The sequence diagrams typically show the logical view of the system and interactions with it in form of events in one or more scenarios, therefore sometimes sequence diagram is also called event diagram.

“A sequence diagram is a dynamic model that shows the explicit sequence of messages that are passed between objects in a defined interaction. Because sequence diagrams emphasize the time-based ordering of the activity that takes place among a set of objects, they are very helpful for understanding real-time specifications and complex use cases.” Dennis, A., Wixom, B. H., & Tegarden, D. P. (2015).

Main building blocks of sequence diagrams are actors, lifeline, objects, guard condition, execution occurrence and message. Lifeline represents each participating actor, its interactions during over the time. It is represented by the box with vertical dotted line such as following.

Lifetime
Lifetime

An object represents the other parts of system where messages are sent and received. An execution occurrence show sending or receiving of message in the context of time frame.

The message represents an event of sequence diagram in the form of request or response. It is denoted by arrow going left to right for request of event and from right to left for response of the event or action such as following.

Object with message
Object with message

Message can be either synchronous asynchronous. The synchronous message is denoted by solid head arrow, and asynchronous is represented by a regular arrow sign.

Finally, the guard condition ensures the constraint or condition needs to be satisfied in order to send the message to system.

Steps used to create a sequence diagram

The sequence diagrams are a greater way to model usage behavior of the system in terms of timeline interactions of actors. The sequence diagram can be generic to show the general behaviors of the system, or it can be specific to instance. Single scenario-based sequence diagrams are recommended way to model in real-world software systems.

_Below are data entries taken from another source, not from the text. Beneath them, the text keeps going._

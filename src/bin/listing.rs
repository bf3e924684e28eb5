//! Prints the listing of an imp object file.
//!
//! # Usage
//! ```text
//! listing <program.obj>
//! ```

use imp::error;
use imp::utils::log;
use imp::virtual_machine::listing;
use imp::virtual_machine::program::ProgramImage;
use std::env;
use std::process;

fn main() {
    log::init_from_env();
    let args: Vec<String> = env::args().collect();

    if args.len() != 2 || args[1] == "--help" || args[1] == "-h" {
        eprintln!("USAGE:\n    {} <program.obj>", program_name(&args));
        process::exit(if args.len() == 2 { 0 } else { 1 });
    }

    match ProgramImage::load(&args[1]) {
        Ok(image) => print!("{}", listing::render(&image)),
        Err(e) => {
            error!("Failed to load program: {}", e);
            process::exit(1);
        }
    }
}

/// Name to show in the usage line; argv may be empty.
fn program_name(args: &[String]) -> &str {
    args.first().map(String::as_str).unwrap_or("listing")
}
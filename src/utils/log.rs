//! Leveled stderr logging with macros.
//!
//! The minimum level and timestamp display are read once from the
//! environment by [`init_from_env`]:
//!
//! - `IMP_LOG`: `debug`, `info` (default), `warn`, `error` or `off`
//! - `IMP_LOG_TIMESTAMP`: `0` hides timestamps
//!
//! Logging is compiled out of test builds.

use std::fmt::Display;
use std::io::Write;
use std::sync::atomic::{AtomicBool, AtomicU8, Ordering};
use termcolor::{Color, ColorChoice, ColorSpec, StandardStream, WriteColor};

/// Environment variable selecting the minimum log level.
pub const LOG_LEVEL_ENV: &str = "IMP_LOG";
/// Environment variable toggling timestamps.
pub const LOG_TIMESTAMP_ENV: &str = "IMP_LOG_TIMESTAMP";

/// Log level for filtering messages.
#[repr(u8)]
#[derive(Debug, Clone, Copy, PartialEq, Eq, PartialOrd, Ord)]
pub enum Level {
    Debug = 0,
    Info = 1,
    Warn = 2,
    Error = 3,
}

impl Display for Level {
    fn fmt(&self, f: &mut std::fmt::Formatter<'_>) -> std::fmt::Result {
        match self {
            Level::Debug => write!(f, "DEBUG"),
            Level::Info => write!(f, "INFO"),
            Level::Warn => write!(f, "WARN"),
            Level::Error => write!(f, "ERROR"),
        }
    }
}

/// Parsed value of [`LOG_LEVEL_ENV`]. `None` switches logging off.
fn parse_level(value: &str) -> Result<Option<Level>, ()> {
    match value.trim().to_ascii_lowercase().as_str() {
        "debug" => Ok(Some(Level::Debug)),
        "info" => Ok(Some(Level::Info)),
        "warn" => Ok(Some(Level::Warn)),
        "error" => Ok(Some(Level::Error)),
        "off" => Ok(None),
        _ => Err(()),
    }
}

/// Sentinel above every level, used for `IMP_LOG=off`.
const LEVEL_OFF: u8 = u8::MAX;

pub static MIN_LEVEL: AtomicU8 = AtomicU8::new(Level::Info as u8);
pub static SHOW_TIMESTAMP: AtomicBool = AtomicBool::new(true);
pub static SHOW_TYPE: AtomicBool = AtomicBool::new(true);

/// Applies `IMP_LOG` and `IMP_LOG_TIMESTAMP`.
///
/// Unknown values keep the defaults and are reported as a warning.
pub fn init_from_env() {
    if let Ok(value) = std::env::var(LOG_LEVEL_ENV) {
        match parse_level(&value) {
            Ok(Some(level)) => set_min_level(level),
            Ok(None) => MIN_LEVEL.store(LEVEL_OFF, Ordering::Relaxed),
            Err(()) => log(
                Level::Warn,
                &format!("ignoring unknown {LOG_LEVEL_ENV} value '{value}'"),
            ),
        }
    }
    if let Ok(value) = std::env::var(LOG_TIMESTAMP_ENV) {
        SHOW_TIMESTAMP.store(value.trim() != "0", Ordering::Relaxed);
    }
}

/// Sets the minimum level that gets written.
pub fn set_min_level(level: Level) {
    MIN_LEVEL.store(level as u8, Ordering::Relaxed);
}

/// Returns true if messages at `level` are currently written.
pub fn enabled(level: Level) -> bool {
    level as u8 >= MIN_LEVEL.load(Ordering::Relaxed)
}

/// Converts days since Unix epoch to (year, month, day).
fn days_to_date(days: u64) -> (u32, u32, u32) {
    // Howard Hinnant's civil_from_days
    let z = days as i64 + 719468;
    let era = z.div_euclid(146097);
    let doe = z.rem_euclid(146097) as u32;
    let yoe = (doe - doe / 1460 + doe / 36524 - doe / 146096) / 365;
    let y = yoe as i64 + era * 400;
    let doy = doe - (365 * yoe + yoe / 4 - yoe / 100);
    let mp = (5 * doy + 2) / 153;
    let d = doy - (153 * mp + 2) / 5 + 1;
    let m = if mp < 10 { mp + 3 } else { mp - 9 };
    let y = if m <= 2 { y + 1 } else { y };
    (y as u32, m, d)
}

/// Internal logging function. Use the `debug!`, `info!`, `warn!` or `error!` macros instead.
#[doc(hidden)]
pub fn log(level: Level, message: &str) {
    if !enabled(level) {
        return;
    }

    let mut stderr = StandardStream::stderr(ColorChoice::Auto);
    let mut spec = ColorSpec::new();
    match level {
        Level::Debug => {
            spec.set_dimmed(true);
        }
        Level::Info => {}
        Level::Warn => {
            spec.set_fg(Some(Color::Yellow)).set_bold(true);
        }
        Level::Error => {
            spec.set_fg(Some(Color::Red)).set_bold(true);
        }
    }
    let _ = stderr.set_color(&spec);

    if SHOW_TIMESTAMP.load(Ordering::Relaxed) {
        let now = std::time::SystemTime::now()
            .duration_since(std::time::UNIX_EPOCH)
            .unwrap_or_default();
        let secs = now.as_secs();
        let (year, month, day) = days_to_date(secs / 86400);
        let _ = write!(
            stderr,
            "{:04}-{:02}-{:02} {:02}:{:02}:{:02}.{:03} ",
            year,
            month,
            day,
            (secs / 3600) % 24,
            (secs / 60) % 60,
            secs % 60,
            now.subsec_millis()
        );
    }
    if SHOW_TYPE.load(Ordering::Relaxed) {
        let _ = write!(stderr, "[{:5}] ", level);
    }
    let _ = writeln!(stderr, "{}", message);
    let _ = stderr.reset();
}

/// Logs a debug-level message. Arguments are not formatted unless debug output is enabled.
#[macro_export]
macro_rules! debug {
    ($($arg:tt)*) => {{
        if cfg!(not(test)) && $crate::utils::log::enabled($crate::utils::log::Level::Debug) {
            $crate::utils::log::log($crate::utils::log::Level::Debug, &format!($($arg)*))
        }
    }};
}

/// Logs an info-level message.
#[macro_export]
macro_rules! info {
    ($($arg:tt)*) => {{
        if cfg!(not(test)) {
            $crate::utils::log::log($crate::utils::log::Level::Info, &format!($($arg)*))
        }
    }};
}

/// Logs a warning-level message.
#[macro_export]
macro_rules! warn {
    ($($arg:tt)*) => {{
        if cfg!(not(test)) {
            $crate::utils::log::log($crate::utils::log::Level::Warn, &format!($($arg)*))
        }
    }};
}

/// Logs an error-level message.
#[macro_export]
macro_rules! error {
    ($($arg:tt)*) => {{
        if cfg!(not(test)) {
            $crate::utils::log::log($crate::utils::log::Level::Error, &format!($($arg)*))
        }
    }};
}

Let’s take an example of patient appointment system, where patient comes in for appointment scheduling, the logical flow of the interactions would be request appointment to receptionist. The receptionist would check the system to see if patient is new or exiting.

If in the case of new patient, he is asked to fill paperwork, and in the case of existing patient, receptionist check patent system to see if he or she has any unpaid bills and then schedule appointment based on availed time slots with physicians. If we were to draw a sequence diagram what would be the flow?

First, we will extract the actors in the system which is patient, receptionist, patient system, unpaid-bills and appointment module.

Patient Appointment System – Sequence Diagram
Patient Appointment System – Sequence Diagram

All the actors in this image are drawing with their lifeline, and the arrows show the messages flowing through the system.

The patient and receptionist are actors in the system, Patient, UnpaidBill and Appointment also represents objects in the system. Lookup patient is guard condition to check if patient already exists, based on what different messages are sent within the system.

The execution timeline is drawn as vertical boxes. The messages are flowing through the system in forward and back depending upon the action and response.